Required work =
Check every line of the entries below for "what", and copy the lines that have it.

Available data =
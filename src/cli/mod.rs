//! Command-line interface for survey regularization.

use clap::{Parser, Subcommand, ValueEnum};
use indicatif::{ProgressBar, ProgressStyle};
use log::{error, info, warn};
use std::fmt::Display;
use std::path::{Path, PathBuf};
use std::time::Instant;

use crate::config::{GridConfig, MatchingConfig};
use crate::core::geometry::Point;
use crate::core::loaders::{self, PositionKind};
use crate::processors::{inspection, regularize};
use crate::visualization;
use crate::PipelineConfig;

#[derive(Parser)]
#[command(name = "survey-regrid")]
#[command(about = "Snap irregular survey positions onto a regular grid", version)]
pub struct Cli {
    /// Path to YAML config file
    #[arg(short, long, global = true)]
    config: Option<PathBuf>,

    /// Increase verbosity
    #[arg(short, long, action = clap::ArgAction::Count, global = true)]
    verbose: u8,

    #[command(subcommand)]
    command: Commands,
}

#[derive(Clone, Copy, ValueEnum)]
enum Kind {
    Source,
    Receiver,
}

impl From<Kind> for PositionKind {
    fn from(kind: Kind) -> Self {
        match kind {
            Kind::Source => PositionKind::Source,
            Kind::Receiver => PositionKind::Receiver,
        }
    }
}

#[derive(Subcommand)]
enum Commands {
    /// Write the unique source or receiver positions of a trace CSV
    Extract {
        /// Trace geometry CSV
        traces: PathBuf,
        /// Output point CSV
        output: PathBuf,
        /// Which position to extract
        #[arg(short, long, value_enum, default_value_t = Kind::Receiver)]
        kind: Kind,
    },

    /// Report position spacing and receivers per shot
    Inspect {
        /// Point CSV to check for grid spacing
        #[arg(long)]
        points: Option<PathBuf>,
        /// Trace geometry CSV to count receivers per shot
        #[arg(long)]
        traces: Option<PathBuf>,
        /// List shots with fewer traces than this
        #[arg(long)]
        min_receivers: Option<usize>,
    },

    /// Synthesize a regular grid over reference positions
    Grid {
        /// Reference point CSV (usually receiver positions)
        reference: PathBuf,
        /// Output grid node CSV
        output: PathBuf,
        /// Spacing between rows
        #[arg(long)]
        row_spacing: Option<f64>,
        /// Spacing between columns
        #[arg(long)]
        col_spacing: Option<f64>,
        /// Save a PNG of the grid over the reference positions
        #[arg(long)]
        plot: Option<PathBuf>,
    },

    /// Match shots one-to-one onto grid nodes and rewrite source positions
    MatchShots {
        /// Grid node CSV
        grid: PathBuf,
        /// Trace geometry CSV
        traces: PathBuf,
        /// Output trace geometry CSV
        output: PathBuf,
        /// Distance budget per shot
        #[arg(long)]
        max_distance: Option<f64>,
        /// Also write the shot -> node assignment CSV
        #[arg(long)]
        assignment: Option<PathBuf>,
        /// Save a PNG of the match result
        #[arg(long)]
        plot: Option<PathBuf>,
    },

    /// Shift receivers onto the grid by offset and rewrite receiver positions
    MatchReceivers {
        /// Grid node CSV
        grid: PathBuf,
        /// Trace geometry CSV
        traces: PathBuf,
        /// Output trace geometry CSV
        output: PathBuf,
        /// Warn if any receiver lands farther than this from its node
        #[arg(long)]
        warn_distance: Option<f64>,
        /// Also write the receiver -> node assignment CSV
        #[arg(long)]
        assignment: Option<PathBuf>,
        /// Save a PNG of the match result
        #[arg(long)]
        plot: Option<PathBuf>,
    },
}

/// A running subcommand: spinner plus wall clock.
struct Step {
    bar: ProgressBar,
    start: Instant,
}

impl Step {
    fn begin(message: &str) -> Self {
        let bar = ProgressBar::new_spinner();
        if let Ok(style) = ProgressStyle::default_spinner().template("{spinner:.green} {msg}") {
            bar.set_style(style);
        }
        bar.set_message(message.to_string());
        bar.enable_steady_tick(std::time::Duration::from_millis(100));
        Self {
            bar,
            start: Instant::now(),
        }
    }

    fn stage(&self, message: &str) {
        self.bar.set_message(message.to_string());
    }

    /// Clear the spinner and start a summary that ends with the elapsed time.
    fn finish(self, title: &str) -> Summary {
        self.bar.finish_and_clear();
        Summary::new(title).with_duration(self.start)
    }

    /// Unwrap a step result, or log the error chain and exit with status 1.
    fn check<T>(&self, what: &str, result: anyhow::Result<T>) -> T {
        match result {
            Ok(value) => value,
            Err(e) => {
                self.bar.finish_and_clear();
                error!("{} failed: {:#}", what, e);
                std::process::exit(1);
            }
        }
    }
}

/// Key/value summary printed in a box after each subcommand.
struct Summary {
    title: String,
    rows: Vec<(String, String)>,
    start: Option<Instant>,
}

impl Summary {
    const VALUE_WIDTH: usize = 39;

    fn new(title: &str) -> Self {
        Self {
            title: title.to_string(),
            rows: Vec::new(),
            start: None,
        }
    }

    fn with_duration(mut self, start: Instant) -> Self {
        self.start = Some(start);
        self
    }

    fn row(mut self, key: &str, value: impl Display) -> Self {
        self.rows.push((key.to_string(), value.to_string()));
        self
    }

    fn push(&mut self, key: &str, value: impl Display) {
        self.rows.push((key.to_string(), value.to_string()));
    }

    fn render(&self) -> String {
        let mut rows = self.rows.clone();
        if let Some(start) = self.start {
            rows.push(("Duration".to_string(), format!("{:.2?}", start.elapsed())));
        }

        let key_width = rows.iter().map(|(k, _)| k.chars().count()).max().unwrap_or(0);
        let inner = (key_width + 2 + Self::VALUE_WIDTH).max(self.title.chars().count());
        let bar = "═".repeat(inner + 2);

        let mut out = format!("╔{}╗\n║ {:<inner$} ║\n╠{}╣\n", bar, self.title, bar);
        for (key, value) in &rows {
            let shown = if value.chars().count() > Self::VALUE_WIDTH {
                let cut: String = value.chars().take(Self::VALUE_WIDTH - 3).collect();
                format!("{}...", cut)
            } else {
                value.clone()
            };
            let line = format!("{:<key_width$}: {}", key, shown);
            out.push_str(&format!("║ {:<inner$} ║\n", line));
        }
        out.push_str(&format!("╚{}╝", bar));
        out
    }

    fn print(&self) {
        println!("\n{}\n", self.render());
    }
}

Written answer =
    fn check<T>(&self, what: &str, result: anyhow::Result<T>) -> T {
                error!("{} failed: {:#}", what, e);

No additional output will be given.